Exercise 12.27 (***)
Conditional generation for data augmentation. Suppose 5% of StreamRec items belong to a rare category (category 19).
(a) Train the Item VAE from Section 12.8 on the full dataset. Generate 5000 synthetic items by sampling $\mathbf{z} \sim \mathcal{N}(\mathbf{0}, \mathbf{I})$ and decoding. What fraction belong to category 19? Is this close to 5%?
(b) To oversample the rare class, encode all category-19 items, compute the mean and covariance of their latent codes, and sample new latent codes from $\mathcal{N}(\boldsymbol{\mu}_{19}, \boldsymbol{\Sigma}_{19})$. Decode these to generate synthetic category-19 items. Evaluate their quality (do they look like real category-19 items in terms of numeric features?).
(c) Train a category classifier on: (i) the original imbalanced dataset, (ii) the original dataset plus 2000 synthetic category-19 items from part (b). Compare the category-19 precision, recall, and F1 scores. Does data augmentation help?
Exercise 12.28 (****)
Connecting generative models to information theory (links to Chapter 4).
(a) The ELBO can be written as $\text{ELBO} = -H(q_\phi(\mathbf{z} \mid \mathbf{x})) - \mathbb{E}_{q_\phi}[\log p(\mathbf{z})] + \mathbb{E}_{q_\phi}[\log p_\theta(\mathbf{x} \mid \mathbf{z})]$. Identify each term as a quantity from information theory (entropy, cross-entropy, or mutual information).
(b) The rate of a VAE is $R = D_{\text{KL}}(q_\phi(\mathbf{z} \mid \mathbf{x}) \| p(\mathbf{z}))$ — the number of nats transmitted through the latent bottleneck. The distortion is $D = -\mathbb{E}_{q_\phi}[\log p_\theta(\mathbf{x} \mid \mathbf{z})]$ — the reconstruction error. The ELBO traces a rate-distortion curve as $\beta$ varies.
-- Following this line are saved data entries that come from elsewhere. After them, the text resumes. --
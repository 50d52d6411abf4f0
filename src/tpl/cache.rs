use crate::error::TemplateError;
use crate::tpl::engine::Template;
use dashmap::DashMap;
use std::collections::hash_map::DefaultHasher;
use std::hash::{Hash, Hasher};
use std::sync::Arc;
use tracing::trace;

#[derive(Clone)]
struct CachedTemplate {
    template: Arc<Template>,
    content_hash: u64,
}

/// Compiled templates keyed by name; an entry is reused only while the source hash matches.
#[derive(Default)]
pub(crate) struct TemplateCache {
    entries: DashMap<String, CachedTemplate>,
}

impl TemplateCache {
    pub(crate) fn get_or_compile<F>(
        &self,
        name: &str,
        source: &str,
        compile: F,
    ) -> Result<Arc<Template>, TemplateError>
    where
        F: FnOnce() -> Result<Template, TemplateError>,
    {
        let mut hasher = DefaultHasher::new();
        source.hash(&mut hasher);
        let new_hash = hasher.finish();

        if let Some(cached) = self.entries.get(name) {
            if cached.content_hash == new_hash {
                trace!("template cache hit: name={}", name);
                return Ok(cached.template.clone());
            }
        }

        let template = Arc::new(compile()?);
        self.entries.insert(
            name.to_string(),
            CachedTemplate {
                template: template.clone(),
                content_hash: new_hash,
            },
        );
        Ok(template)
    }

    pub(crate) fn remove(&self, name: &str) -> bool {
        self.entries.remove(name).is_some()
    }

    #[cfg(test)]
    pub(crate) fn len(&self) -> usize {
        self.entries.len()
    }
}
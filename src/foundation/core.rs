use crate::foundation::error::{OculyteError, OculyteResult};

pub use kurbo::{Affine, BezPath, Point, Rect, Vec2};

/// Target surface dimensions in pixels.
#[derive(Clone, Copy, Debug, PartialEq, Eq, serde::Serialize, serde::Deserialize)]
pub struct Canvas {
    pub width: u32,
    pub height: u32,
}

impl Canvas {
    pub fn new(width: u32, height: u32) -> OculyteResult<Self> {
        if width == 0 || height == 0 {
            return Err(OculyteError::validation("canvas dimensions must be > 0"));
        }
        Ok(Self { width, height })
    }

    /// Center of the surface in pixel coordinates.
    pub fn center(self) -> Point {
        Point::new(f64::from(self.width) / 2.0, f64::from(self.height) / 2.0)
    }

    /// Smaller of the two dimensions; all generated sizes scale off this.
    pub fn min_dim(self) -> f64 {
        f64::from(self.width.min(self.height))
    }
}

/// Straight (non-premultiplied) RGBA8 color.
#[derive(Clone, Copy, Debug, PartialEq, Eq, serde::Serialize, serde::Deserialize)]
pub struct Rgba8 {
    pub r: u8,
    pub g: u8,
    pub b: u8,
    pub a: u8,
}

impl Rgba8 {
    pub const fn new(r: u8, g: u8, b: u8, a: u8) -> Self {
        Self { r, g, b, a }
    }

    pub const fn opaque(r: u8, g: u8, b: u8) -> Self {
        Self { r, g, b, a: 255 }
    }

    pub const WHITE: Self = Self::opaque(255, 255, 255);

    /// Same color with alpha scaled to `a01` in [0,1].
    pub fn with_alpha(self, a01: f64) -> Self {
        Self {
            a: (a01.clamp(0.0, 1.0) * 255.0).round() as u8,
            ..self
        }
    }
}

/// One rasterized frame: premultiplied RGBA8, row-major, tightly packed.
#[derive(Clone, Debug, PartialEq, Eq)]
pub struct FrameRGBA {
    pub width: u32,
    pub height: u32,
    pub data: Vec<u8>,
    pub premultiplied: bool,
}

#[cfg(test)]
mod tests {
    use super::*;

    #[test]
    fn canvas_rejects_zero_dims() {
        assert!(Canvas::new(0, 300).is_err());
        assert!(Canvas::new(300, 0).is_err());
        let c = Canvas::new(300, 200).unwrap();
        assert_eq!(c.center(), Point::new(150.0, 100.0));
        assert_eq!(c.min_dim(), 200.0);
    }

    #[test]
    fn with_alpha_scales_and_clamps() {
        let c = Rgba8::opaque(10, 20, 30);
        assert_eq!(c.with_alpha(0.5).a, 128);
        assert_eq!(c.with_alpha(-1.0).a, 0);
        assert_eq!(c.with_alpha(2.0).a, 255);
        assert_eq!(c.with_alpha(0.5).r, 10);
    }
}
//! One live eyeball: immutable spec + manifest, plus the per-instance
//! elapsed-time accumulator.
//!
//! Instances share nothing; any number can be driven by independent
//! tick sources without coordination. Time is pushed in by the caller
//! as deltas — the crate never reads a clock.

use crate::foundation::core::{Canvas, FrameRGBA};
use crate::foundation::error::OculyteResult;
use crate::genome::spec::EyeballSpec;
use crate::manifest::traits::TraitManifest;
use crate::render::cpu::CpuRenderer;
use crate::render::plan::FramePlan;
use crate::render::scene::plan_frame;

/// Seconds of animation time per second of pushed wall time, before
/// the per-instance energy multiplier.
const BASE_RATE: f64 = 1.0;

/// A generated eyeball with its render state.
#[derive(Clone, Debug)]
pub struct Eyeball {
    spec: EyeballSpec,
    manifest: TraitManifest,
    canvas: Canvas,
    elapsed: f64,
}

impl Eyeball {
    /// Generate the instance for `seed` at the given surface size.
    ///
    /// Spec and manifest are built once here and never change; all
    /// frame-to-frame variation comes from the time accumulator.
    pub fn new(seed: u32, width: u32, height: u32) -> OculyteResult<Self> {
        let canvas = Canvas::new(width, height)?;
        let spec = EyeballSpec::generate(seed);
        let manifest = TraitManifest::describe(&spec);
        tracing::debug!(seed, ?canvas, "generated eyeball instance");
        Ok(Self {
            spec,
            manifest,
            canvas,
            elapsed: 0.0,
        })
    }

    pub fn seed(&self) -> u32 {
        self.spec.seed
    }

    pub fn spec(&self) -> &EyeballSpec {
        &self.spec
    }

    /// Ordered trait manifest; stable after construction.
    pub fn traits(&self) -> &TraitManifest {
        &self.manifest
    }

    pub fn canvas(&self) -> Canvas {
        self.canvas
    }

    /// Accumulated animation time.
    pub fn elapsed(&self) -> f64 {
        self.elapsed
    }

    /// Advance the accumulator by `dt` (scaled by the instance energy)
    /// and plan the next frame.
    pub fn advance(&mut self, dt: f64) -> FramePlan {
        self.elapsed += dt * BASE_RATE * self.spec.energy;
        plan_frame(&self.spec, self.canvas, self.elapsed)
    }

    /// Plan a frame at an explicit time without touching the
    /// accumulator. Useful for deterministic inspection and tests.
    pub fn plan_at(&self, time: f64) -> FramePlan {
        plan_frame(&self.spec, self.canvas, time)
    }

    /// Advance and rasterize in one step.
    pub fn render(&mut self, renderer: &mut CpuRenderer, dt: f64) -> OculyteResult<FrameRGBA> {
        let plan = self.advance(dt);
        renderer.render(&plan)
    }
}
Plot the $(R, D)$ curve for $\beta \in \{0.01, 0.1, 0.5, 1.0, 2.0, 5.0, 10.0\}$ on the 5-Gaussian mixture.
(c) What is the theoretical minimum distortion at infinite rate? What is the theoretical minimum rate at infinite distortion? How do these extremes correspond to a deterministic autoencoder and a model that ignores the input?